Study of Selectivity and Permeation in Voltage-Gated Ion Channels

Ion channels are proteins with holes down their middle that regulate access to biological cells and are responsible for an enormous range of biological functions. A substantial fraction of the drugs used in clinical medicine are targeted directly or indirectly on channels. Ion selectivity and permeation are based on simple laws of physics and chemistry. Ion channels are therefore ideal candidates for physical investigation. A reduced model generates the selectivity of voltage-gated L-type calcium channel (crystal structure not known) under a wide range of ionic conditions using only two parameters with unchanging values. The reasons behind the success of this reduced model are investigated since chemical intuition suggests that more detailed models are needed. Monte Carlo simulations are performed investigating the role of flexibility of the side chains in the selectivity of calcium channels under a wide range of ionic conditions. Results suggest that the exact location and mobility of oxygen ions have little effect on the selectivity behavior of calcium channels. The first order determinant of selectivity in calcium channels is the density of charge in the selectivity filter. Flexibility seems a second order determinant.

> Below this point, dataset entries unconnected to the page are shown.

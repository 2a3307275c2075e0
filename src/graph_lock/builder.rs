// SPDX-License-Identifier: MIT OR Apache-2.0
use super::GraphLock;
use crate::admission::{Admission, NoAdmission};
use std::thread::{self, ThreadId};
use std::time::Duration;

/// How long the writer sleeps between recounts when nobody kicks it.
pub const DEFAULT_POLL_INTERVAL: Duration = Duration::from_millis(10);

/// Graph lock factory, which can be used in order to configure the properties of
/// a new [`GraphLock`].
///
/// # Examples
///
/// ```
/// use graph_access_lock::graph_lock::Builder;
/// use std::time::Duration;
///
/// let lock = Builder::new()
///     .name("block-graph")
///     .poll_interval(Duration::from_millis(1))
///     .build();
/// assert_eq!(lock.name(), Some("block-graph"));
/// assert!(lock.is_coordinator());
/// ```
pub struct Builder {
    name: Option<String>,
    coordinator: Option<ThreadId>,
    poll_interval: Duration,
    admission: Box<dyn Admission>,
}

impl Builder {
    pub fn new() -> Builder {
        Builder {
            name: None,
            coordinator: None,
            poll_interval: DEFAULT_POLL_INTERVAL,
            admission: Box::new(NoAdmission),
        }
    }

    /// Names the lock in log output.
    pub fn name(mut self, name: impl Into<String>) -> Builder {
        self.name = Some(name.into());
        self
    }

    /// Designates the coordinator thread, the only thread allowed to write.
    ///
    /// Defaults to the thread calling [`build`](Self::build).
    pub fn coordinator(mut self, coordinator: ThreadId) -> Builder {
        self.coordinator = Some(coordinator);
        self
    }

    /// Upper bound on how long a draining writer sleeps before recounting readers.
    ///
    /// Releasing readers kick the writer awake before this elapses. The writer
    /// never gives up.
    pub fn poll_interval(mut self, poll_interval: Duration) -> Builder {
        self.poll_interval = poll_interval;
        self
    }

    /// Installs the admission control paused around each write acquisition.
    pub fn admission(mut self, admission: impl Admission + 'static) -> Builder {
        self.admission = Box::new(admission);
        self
    }

    pub fn build(self) -> GraphLock {
        let coordinator = self.coordinator.unwrap_or_else(|| thread::current().id());
        GraphLock::from_builder(self.name, coordinator, self.poll_interval, self.admission)
    }
}

impl Default for Builder {
    fn default() -> Self {
        Builder::new()
    }
}

impl std::fmt::Debug for Builder {
    fn fmt(&self, f: &mut std::fmt::Formatter<'_>) -> std::fmt::Result {
        f.debug_struct("Builder")
            .field("name", &self.name)
            .field("coordinator", &self.coordinator)
            .field("poll_interval", &self.poll_interval)
            .finish_non_exhaustive()
    }
}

Single channel planar lipid bilayer experiments are performed to determine the selectivity, permeation, and sialic acid specificity of a bacterial outer-membrane channel NanC of Escherichia Coli with a known crystal structure. Measurements show that NanC exhibits a large unit conductance varying with the applied voltage polarity, anion over cation selectivity, and voltage-dependent gating. Unitary conductance of NanC decreases significantly in presence of the buffer HEPES. Alternate buffers are tested. Results suggest that the sialic acid specificity of NanC should be performed in low concentration salt solutions (250 mM) without pH buffers adjusted to neutral pH 7.0. Neu5Ac (a major sialic acid) is observed to change the gating and considerably increase the ionic conductance of NanC. The effect of Neu5Ac on the unitary current through NanC saturates at higher Neu5Ac concentrations. Interestingly, Neu5Ac reduces the ionic conductance of OmpF: frequent, long closures are seen. Therefore, in E.coli sialic acid translocation is specifically facilitated by NanC, and not by the general porin OmpF.